■ EXERCISE:
Going through the data below, please show each line containing the string "self".

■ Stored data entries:
# # # # # # #
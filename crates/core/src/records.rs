//! Raw promotion rows as a persistence layer returns them, plus the decode
//! step that turns them into typed scope and rule records.
//!
//! Decoding degrades instead of failing: a row with an unknown target type
//! or action kind, or with its required fields missing, is skipped and
//! surfaced as a warning. One misconfigured promotion row must never block
//! checkout for the whole store.

use rust_decimal::Decimal;
use serde::{Deserialize, Serialize};
use tracing::warn;

use crate::domain::product::VariantId;
use crate::domain::promotion::{
    ActionTarget, Allocation, PromotionId, Rule, RuleAction, RuleConditions, ScopeTarget,
    TargetType,
};
use crate::domain::Money;
use crate::engine::category::{self, CanonicalCategory};

#[derive(Clone, Debug, PartialEq, Serialize, Deserialize)]
pub struct RawScopeRow {
    pub target_type: String,
    pub target_id: String,
    pub included: bool,
}

#[derive(Clone, Debug, Default, PartialEq, Serialize, Deserialize)]
pub struct RawActionRow {
    pub kind: String,
    #[serde(default)]
    pub percent: Option<Decimal>,
    #[serde(default)]
    pub amount: Option<Money>,
    #[serde(default)]
    pub target: Option<String>,
    #[serde(default)]
    pub allocation: Option<String>,
    #[serde(default)]
    pub amount_per_item: Option<Money>,
    #[serde(default)]
    pub max_items: Option<u32>,
    #[serde(default)]
    pub variant_id: Option<String>,
    #[serde(default)]
    pub quantity: Option<u32>,
    #[serde(default)]
    pub max_per_order: Option<u32>,
}

#[derive(Clone, Debug, PartialEq, Serialize, Deserialize)]
pub struct RawRuleRow {
    pub order_index: u32,
    #[serde(default)]
    pub conditions: Option<RuleConditions>,
    pub actions: Vec<RawActionRow>,
}

#[derive(Clone, Debug, PartialEq, Eq, Serialize, Deserialize)]
pub struct RecordWarning {
    pub code: &'static str,
    pub detail: String,
}

impl RecordWarning {
    pub fn render(&self) -> String {
        format!("{}: {}", self.code, self.detail)
    }
}

pub fn decode_scopes(
    promotion: &PromotionId,
    rows: &[RawScopeRow],
) -> (Vec<ScopeTarget>, Vec<RecordWarning>) {
    let mut scopes = Vec::with_capacity(rows.len());
    let mut warnings = Vec::new();

    for row in rows {
        let target_type = match row.target_type.trim().to_ascii_uppercase().as_str() {
            "CATEGORY" => TargetType::Category,
            "SUBSECTION" => TargetType::Subsection,
            "PRODUCT" => TargetType::Product,
            "VARIANT" => TargetType::Variant,
            other => {
                let warning = RecordWarning {
                    code: "unknown_target_type",
                    detail: format!(
                        "promotion `{}` scope row targets unknown type `{other}`",
                        promotion.0
                    ),
                };
                warn!(promotion = %promotion.0, target_type = other, "skipping scope row");
                warnings.push(warning);
                continue;
            }
        };
        // A category label that normalizes to no canonical category can
        // never name a line; skip it so the typo is diagnosable instead of
        // silently inert.
        if target_type == TargetType::Category
            && category::normalize(Some(&row.target_id)) == CanonicalCategory::Unknown
        {
            let warning = RecordWarning {
                code: "unknown_category_label",
                detail: format!(
                    "promotion `{}` scope row names unrecognized category `{}`",
                    promotion.0, row.target_id
                ),
            };
            warn!(promotion = %promotion.0, category = %row.target_id, "skipping scope row");
            warnings.push(warning);
            continue;
        }
        scopes.push(ScopeTarget {
            target_type,
            target_id: row.target_id.clone(),
            included: row.included,
        });
    }

    (scopes, warnings)
}

pub fn decode_rules(
    promotion: &PromotionId,
    rows: &[RawRuleRow],
) -> (Vec<Rule>, Vec<RecordWarning>) {
    let mut rules = Vec::with_capacity(rows.len());
    let mut warnings = Vec::new();

    for row in rows {
        let mut actions = Vec::with_capacity(row.actions.len());
        for raw in &row.actions {
            match decode_action(promotion, row.order_index, raw) {
                Ok(action) => actions.push(action),
                Err(warning) => {
                    warn!(
                        promotion = %promotion.0,
                        rule = row.order_index,
                        code = warning.code,
                        "skipping action row"
                    );
                    warnings.push(warning);
                }
            }
        }
        rules.push(Rule { order_index: row.order_index, conditions: row.conditions.clone(), actions });
    }

    rules.sort_by_key(|rule| rule.order_index);
    (rules, warnings)
}

fn decode_action(
    promotion: &PromotionId,
    order_index: u32,
    raw: &RawActionRow,
) -> Result<RuleAction, RecordWarning> {
    let missing = |field: &str| RecordWarning {
        code: "malformed_action",
        detail: format!(
            "promotion `{}` rule {order_index} action `{}` is missing `{field}`",
            promotion.0, raw.kind
        ),
    };

    match raw.kind.trim().to_ascii_uppercase().as_str() {
        "PERCENT_OFF" => Ok(RuleAction::PercentOff {
            percent: raw.percent.ok_or_else(|| missing("percent"))?,
            target: decode_target(raw.target.as_deref())?,
        }),
        "AMOUNT_OFF" => Ok(RuleAction::AmountOff {
            amount: raw.amount.ok_or_else(|| missing("amount"))?,
            target: decode_target(raw.target.as_deref())?,
            allocation: decode_allocation(raw.allocation.as_deref())?,
        }),
        "AMOUNT_OFF_PER_ITEM" => Ok(RuleAction::AmountOffPerItem {
            amount_per_item: raw.amount_per_item.ok_or_else(|| missing("amount_per_item"))?,
            max_items: raw.max_items,
        }),
        "FREE_ITEM" => Ok(RuleAction::FreeItem {
            variant_id: VariantId(raw.variant_id.clone().ok_or_else(|| missing("variant_id"))?),
            quantity: raw.quantity.ok_or_else(|| missing("quantity"))?,
            max_per_order: raw.max_per_order.ok_or_else(|| missing("max_per_order"))?,
        }),
        other => Err(RecordWarning {
            code: "unknown_action_kind",
            detail: format!(
                "promotion `{}` rule {order_index} uses unknown action kind `{other}`",
                promotion.0
            ),
        }),
    }
}

fn decode_target(raw: Option<&str>) -> Result<ActionTarget, RecordWarning> {
    match raw.map(|value| value.trim().to_ascii_uppercase()) {
        None => Ok(ActionTarget::EligibleLines),
        Some(value) if value == "ELIGIBLE_LINES" => Ok(ActionTarget::EligibleLines),
        Some(value) if value == "WHOLE_ORDER" => Ok(ActionTarget::WholeOrder),
        Some(value) => Err(RecordWarning {
            code: "malformed_action",
            detail: format!("unknown action target `{value}`"),
        }),
    }
}

fn decode_allocation(raw: Option<&str>) -> Result<Allocation, RecordWarning> {
    match raw.map(|value| value.trim().to_ascii_uppercase()) {
        None => Ok(Allocation::Proportional),
        Some(value) if value == "PROPORTIONAL" => Ok(Allocation::Proportional),
        Some(value) if value == "EQUAL_SPLIT" => Ok(Allocation::EqualSplit),
        Some(value) => Err(RecordWarning {
            code: "malformed_action",
            detail: format!("unknown allocation `{value}`"),
        }),
    }
}

#[cfg(test)]
mod tests {
    use rust_decimal::Decimal;

    use super::{decode_rules, decode_scopes, RawActionRow, RawRuleRow, RawScopeRow};
    use crate::domain::promotion::{PromotionId, RuleAction, TargetType};

    fn promo() -> PromotionId {
        PromotionId("COMBO".to_owned())
    }

    #[test]
    fn unknown_target_type_is_skipped_with_warning() {
        let rows = vec![
            RawScopeRow {
                target_type: "CATEGORY".to_owned(),
                target_id: "DRINK".to_owned(),
                included: true,
            },
            RawScopeRow {
                target_type: "STOREFRONT".to_owned(),
                target_id: "hanoi-1".to_owned(),
                included: true,
            },
        ];

        let (scopes, warnings) = decode_scopes(&promo(), &rows);
        assert_eq!(scopes.len(), 1);
        assert_eq!(scopes[0].target_type, TargetType::Category);
        assert_eq!(warnings.len(), 1);
        assert_eq!(warnings[0].code, "unknown_target_type");
    }

    #[test]
    fn unrecognized_category_label_is_skipped_with_warning() {
        let rows = vec![
            RawScopeRow {
                target_type: "CATEGORY".to_owned(),
                target_id: "Đồ uống".to_owned(),
                included: true,
            },
            RawScopeRow {
                target_type: "CATEGORY".to_owned(),
                target_id: "SNACKS".to_owned(),
                included: true,
            },
        ];

        let (scopes, warnings) = decode_scopes(&promo(), &rows);
        assert_eq!(scopes.len(), 1);
        assert_eq!(scopes[0].target_id, "Đồ uống");
        assert_eq!(warnings.len(), 1);
        assert_eq!(warnings[0].code, "unknown_category_label");
        assert!(warnings[0].detail.contains("SNACKS"));
    }

    #[test]
    fn malformed_action_is_skipped_but_rule_survives() {
        let rows = vec![RawRuleRow {
            order_index: 1,
            conditions: None,
            actions: vec![
                RawActionRow {
                    kind: "PERCENT_OFF".to_owned(),
                    percent: Some(Decimal::new(10, 0)),
                    ..RawActionRow::default()
                },
                RawActionRow { kind: "PERCENT_OFF".to_owned(), ..RawActionRow::default() },
                RawActionRow { kind: "BOGOF".to_owned(), ..RawActionRow::default() },
            ],
        }];

        let (rules, warnings) = decode_rules(&promo(), &rows);
        assert_eq!(rules.len(), 1);
        assert_eq!(rules[0].actions.len(), 1);
        assert!(matches!(rules[0].actions[0], RuleAction::PercentOff { .. }));
        assert_eq!(warnings.len(), 2);
        assert!(warnings.iter().any(|w| w.code == "malformed_action"));
        assert!(warnings.iter().any(|w| w.code == "unknown_action_kind"));
    }

    #[test]
    fn rules_are_ordered_by_order_index() {
        let rows = vec![
            RawRuleRow { order_index: 2, conditions: None, actions: Vec::new() },
            RawRuleRow { order_index: 1, conditions: None, actions: Vec::new() },
        ];

        let (rules, _) = decode_rules(&promo(), &rows);
        assert_eq!(rules[0].order_index, 1);
        assert_eq!(rules[1].order_index, 2);
    }
}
# # # # # # #
■ WRITTEN ANSWER:
use crate::engine::category::{self, CanonicalCategory};
    pub fn render(&self) -> String {
        format!("{}: {}", self.code, self.detail)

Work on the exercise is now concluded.